(Information shown)

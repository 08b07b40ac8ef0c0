//! Cached, hot-reloadable access to the active policy.
//!
//! The whole read-check-reload sequence runs under one mutex, so concurrent
//! callers never race each other into duplicate reloads and nobody can see a
//! half-built policy. Reloads are synchronous: the caller that notices a
//! change pays for the load.

use std::path::PathBuf;
use std::sync::{Arc, Mutex, PoisonError};
use std::time::{Duration, Instant};

use palisade_policy::{LoadError, Policy, load_policy_from_slice};
use tracing::{debug, error, info, warn};

use crate::error::{ProviderError, Result};
use crate::store::{FileStore, PolicyStore, Revision};

/// Default minimum interval between storage freshness checks.
pub const DEFAULT_MIN_CHECK_INTERVAL: Duration = Duration::from_millis(500);

/// How many times a read is retried when the document changes mid-read.
const MAX_READ_ATTEMPTS: usize = 3;

/// Provider settings.
#[derive(Debug, Clone, PartialEq, Eq)]
pub struct ProviderConfig {
    /// Location of the policy document. Required; `None` makes every
    /// `get()` fail with `not_configured`.
    pub policy_path: Option<PathBuf>,
    /// Whether to watch the document for changes after the first load.
    pub reload_enabled: bool,
    /// Minimum time between freshness checks while a policy is cached.
    pub min_check_interval: Duration,
}

impl Default for ProviderConfig {
    fn default() -> Self {
        Self {
            policy_path: None,
            reload_enabled: true,
            min_check_interval: DEFAULT_MIN_CHECK_INTERVAL,
        }
    }
}

impl ProviderConfig {
    /// Creates a config for the given policy file with default reload settings.
    pub fn new(policy_path: impl Into<PathBuf>) -> Self {
        Self {
            policy_path: Some(policy_path.into()),
            ..Self::default()
        }
    }

    pub fn with_reload(mut self, enabled: bool) -> Self {
        self.reload_enabled = enabled;
        self
    }

    pub fn with_min_check_interval(mut self, interval: Duration) -> Self {
        self.min_check_interval = interval;
        self
    }
}

#[derive(Debug, Default)]
struct CacheState {
    policy: Option<Arc<Policy>>,
    revision: Option<Revision>,
    /// Last time storage was checked and its content verified, good or bad.
    last_check: Option<Instant>,
    /// The revision most recently refused by the loader, with the reason.
    rejected: Option<Rejected>,
}

#[derive(Debug)]
struct Rejected {
    revision: Revision,
    error: Arc<LoadError>,
}

/// Outcome of reading one revision of the document.
enum Loaded {
    Accepted(Arc<Policy>),
    Rejected(Arc<LoadError>),
}

/// Serves the current policy for one storage location.
#[derive(Debug)]
pub struct PolicyProvider {
    store: Option<Box<dyn PolicyStore>>,
    reload_enabled: bool,
    min_check_interval: Duration,
    state: Mutex<CacheState>,
}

(The problem) Copy out each line of the entries above that holds "crate".

(Result of this exercise)
use crate::error::{ProviderError, Result};
use crate::store::{FileStore, PolicyStore, Revision};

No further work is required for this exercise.